Collected data entries:
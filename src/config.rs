//! JSON layout files describing a device and its memory regions.
//!
//! ```json
//! {
//!     "device": "amc525_mbf",
//!     "memories": [
//!         { "name": "ddr0", "base": "0x800000000000", "size": "0x80000000", "access": ["read"] },
//!         { "name": "regs", "base": 0, "size": 4096, "access": ["read", "write"] }
//!     ]
//! }
//! ```

use crate::prom::{MemoryDescription, Permission, PromError, PromImage};
use serde::Deserialize;
use std::path::Path;
use thiserror::Error;

/// A device layout as written by the user.
#[derive(Debug, Clone, PartialEq, Eq, Deserialize)]
#[serde(deny_unknown_fields)]
pub struct PromConfig {
    /// Device name written into the device description record.
    pub device: String,
    #[serde(default)]
    pub memories: Vec<MemoryConfig>,
}

/// One memory region of the layout.
#[derive(Debug, Clone, PartialEq, Eq, Deserialize)]
#[serde(deny_unknown_fields)]
pub struct MemoryConfig {
    pub name: String,
    pub base: Number,
    pub size: Number,
    /// Missing or empty means a reserved region with no host access.
    #[serde(default)]
    pub access: Vec<Access>,
}

/// Host access right of a region.
#[derive(Debug, Clone, Copy, PartialEq, Eq, Deserialize)]
#[serde(rename_all = "lowercase")]
pub enum Access {
    Read,
    Write,
}

impl Access {
    fn permission(self) -> Permission {
        match self {
            Access::Read => Permission::READ,
            Access::Write => Permission::WRITE,
        }
    }
}

/// An integer given either as a JSON number or as a string (`"0x..."` or decimal).
#[derive(Debug, Clone, PartialEq, Eq, Deserialize)]
#[serde(untagged)]
pub enum Number {
    Int(u64),
    Text(String),
}

impl Number {
    pub fn value(&self) -> Result<u64, ConfigError> {
        match self {
            Number::Int(v) => Ok(*v),
            Number::Text(s) => parse_u64(s),
        }
    }
}

fn parse_u64(text: &str) -> Result<u64, ConfigError> {
    let t = text.trim().replace('_', "");
    let parsed = match t.strip_prefix("0x").or_else(|| t.strip_prefix("0X")) {
        Some(hex) => u64::from_str_radix(hex, 16),
        None => t.parse(),
    };
    parsed.map_err(|e| ConfigError::Parse(format!("invalid number {:?}: {}", text, e)))
}

impl MemoryConfig {
    pub fn permission(&self) -> Permission {
        self.access
            .iter()
            .fold(Permission::NONE, |acc, a| acc | a.permission())
    }

    pub fn to_description(&self) -> Result<MemoryDescription, ConfigError> {
        let base = self.base.value()?;
        let size = self.size.value()?;
        Ok(MemoryDescription::new(&self.name, base, size, self.permission())?)
    }
}

impl PromConfig {
    /// Parse a layout from JSON text.
    pub fn from_json(text: &str) -> Result<Self, ConfigError> {
        serde_json::from_str(text).map_err(|e| ConfigError::Parse(e.to_string()))
    }

    /// Load a layout file from disk.
    pub fn load<P: AsRef<Path>>(path: P) -> Result<Self, ConfigError> {
        let path = path.as_ref();
        let text = std::fs::read_to_string(path)
            .map_err(|e| ConfigError::Io(format!("{}: {}", path.display(), e)))?;
        tracing::debug!(path = %path.display(), "loaded layout");
        Self::from_json(&text)
    }

    /// Validate every region and assemble the image.
    pub fn to_image(&self) -> Result<PromImage, ConfigError> {
        let mut image = PromImage::new(&self.device);
        for memory in &self.memories {
            image.push(memory.to_description()?);
        }
        Ok(image)
    }
}

/// Errors that can occur while reading a layout.
#[derive(Debug, Clone, PartialEq, Eq, Error)]
pub enum ConfigError {
    #[error("I/O error: {0}")]
    Io(String),

    #[error("parse error: {0}")]
    Parse(String),

    #[error(transparent)]
    Prom(#[from] PromError),
}
//! Versioned file metadata registry
//!
//! Holds the authoritative filename -> FileMetaData map. Updates use
//! optimistic concurrency control: a write for an existing file must carry
//! exactly the stored version plus one.

use tokio::sync::Mutex;

use crate::logging::*;
use crate::types::{FileInfoMap, FileMetaData, UpdateOutcome};

#[derive(Debug)]
pub struct MetaStore {
	files: Mutex<FileInfoMap>,
	block_store_addr: String,
}

impl MetaStore {
	/// Create an empty registry advertising `block_store_addr` to clients
	pub fn new(block_store_addr: impl Into<String>) -> Self {
		MetaStore { files: Mutex::new(FileInfoMap::new()), block_store_addr: block_store_addr.into() }
	}

	/// Independent copy of the current map
	pub async fn get_file_info_map(&self) -> FileInfoMap {
		self.files.lock().await.clone()
	}

	/// Compare-and-set update.
	///
	/// Unknown filenames are accepted at whatever version is supplied.
	/// Known filenames at version `v` only accept `v + 1`.
	pub async fn update_file(&self, meta: &FileMetaData) -> UpdateOutcome {
		let mut files = self.files.lock().await;

		if let Some(current) = files.get(&meta.filename) {
			if current.version.checked_add(1) != Some(meta.version) {
				debug!(
					"[meta_store] Rejecting {} v{}: registry holds v{}",
					meta.filename, meta.version, current.version
				);
				return UpdateOutcome::Conflict { current_version: current.version };
			}
		}

		debug!(
			"[meta_store] Accepting {} v{} ({} blocks{})",
			meta.filename,
			meta.version,
			meta.block_hash_list.len(),
			if meta.is_tombstone() { ", tombstone" } else { "" }
		);
		files.insert(meta.filename.clone(), meta.clone());
		UpdateOutcome::Applied { version: meta.version }
	}

	pub fn get_block_store_addr(&self) -> String {
		self.block_store_addr.clone()
	}
}

#[cfg(test)]
mod tests {
	use super::*;

	fn meta(name: &str, version: u32, hashes: &[&str]) -> FileMetaData {
		FileMetaData::new(name, version, hashes.iter().map(|h| h.to_string()).collect())
	}

	#[tokio::test]
	async fn test_first_write_accepted() {
		let store = MetaStore::new("localhost:8081");
		let outcome = store.update_file(&meta("a.txt", 1, &["h1"])).await;
		assert_eq!(outcome, UpdateOutcome::Applied { version: 1 });
	}

	#[tokio::test]
	async fn test_first_write_accepts_any_version() {
		let store = MetaStore::new("localhost:8081");
		let outcome = store.update_file(&meta("a.txt", 7, &["h1"])).await;
		assert_eq!(outcome, UpdateOutcome::Applied { version: 7 });
	}

	#[tokio::test]
	async fn test_next_version_accepted() {
		let store = MetaStore::new("localhost:8081");
		store.update_file(&meta("a.txt", 1, &["h1"])).await;
		let outcome = store.update_file(&meta("a.txt", 2, &["h2"])).await;
		assert_eq!(outcome, UpdateOutcome::Applied { version: 2 });

		let map = store.get_file_info_map().await;
		assert_eq!(map["a.txt"].block_hash_list, vec!["h2".to_string()]);
	}

	#[tokio::test]
	async fn test_cas_rejects_other_versions() {
		let store = MetaStore::new("localhost:8081");
		store.update_file(&meta("a.txt", 1, &["h1"])).await;
		store.update_file(&meta("a.txt", 2, &["h2"])).await;

		for version in [0, 1, 2, 4, 10].iter() {
			let outcome = store.update_file(&meta("a.txt", *version, &["x"])).await;
			assert_eq!(outcome, UpdateOutcome::Conflict { current_version: 2 });
		}

		let map = store.get_file_info_map().await;
		assert_eq!(map["a.txt"].version, 2);
		assert_eq!(map["a.txt"].block_hash_list, vec!["h2".to_string()]);
	}

	#[tokio::test]
	async fn test_tombstone_is_ordinary_update() {
		let store = MetaStore::new("localhost:8081");
		store.update_file(&meta("a.txt", 1, &["h1"])).await;
		let outcome = store.update_file(&FileMetaData::tombstone("a.txt", 2)).await;
		assert!(outcome.is_applied());
		assert!(store.get_file_info_map().await["a.txt"].is_tombstone());
	}

	#[tokio::test]
	async fn test_snapshot_is_detached() {
		let store = MetaStore::new("localhost:8081");
		store.update_file(&meta("a.txt", 1, &["h1"])).await;
		let snapshot = store.get_file_info_map().await;

		store.update_file(&meta("a.txt", 2, &["h2"])).await;
		store.update_file(&meta("b.txt", 1, &["h3"])).await;

		assert_eq!(snapshot.len(), 1);
		assert_eq!(snapshot["a.txt"].version, 1);
	}

	#[test]
	fn test_block_store_addr() {
		let store = MetaStore::new("10.0.0.1:9000");
		assert_eq!(store.get_block_store_addr(), "10.0.0.1:9000");
	}
}

// vim: ts=4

• **TASK**
The lines above starting at the one that contains "pub enum Number" and ending at the one that contains "let text = std::fs::read_to_string(path)" must be transcribed exactly, and no other lines may appear.

• **RESULT OF THIS TASK**
pub enum Number {
    Int(u64),
    Text(String),
}

impl Number {
    pub fn value(&self) -> Result<u64, ConfigError> {
        match self {
            Number::Int(v) => Ok(*v),
            Number::Text(s) => parse_u64(s),
        }
    }
}

fn parse_u64(text: &str) -> Result<u64, ConfigError> {
    let t = text.trim().replace('_', "");
    let parsed = match t.strip_prefix("0x").or_else(|| t.strip_prefix("0X")) {
        Some(hex) => u64::from_str_radix(hex, 16),
        None => t.parse(),
    };
    parsed.map_err(|e| ConfigError::Parse(format!("invalid number {:?}: {}", text, e)))
}

impl MemoryConfig {
    pub fn permission(&self) -> Permission {
        self.access
            .iter()
            .fold(Permission::NONE, |acc, a| acc | a.permission())
    }

    pub fn to_description(&self) -> Result<MemoryDescription, ConfigError> {
        let base = self.base.value()?;
        let size = self.size.value()?;
        Ok(MemoryDescription::new(&self.name, base, size, self.permission())?)
    }
}

impl PromConfig {
    /// Parse a layout from JSON text.
    pub fn from_json(text: &str) -> Result<Self, ConfigError> {
        serde_json::from_str(text).map_err(|e| ConfigError::Parse(e.to_string()))
    }

    /// Load a layout file from disk.
    pub fn load<P: AsRef<Path>>(path: P) -> Result<Self, ConfigError> {
        let path = path.as_ref();
        let text = std::fs::read_to_string(path)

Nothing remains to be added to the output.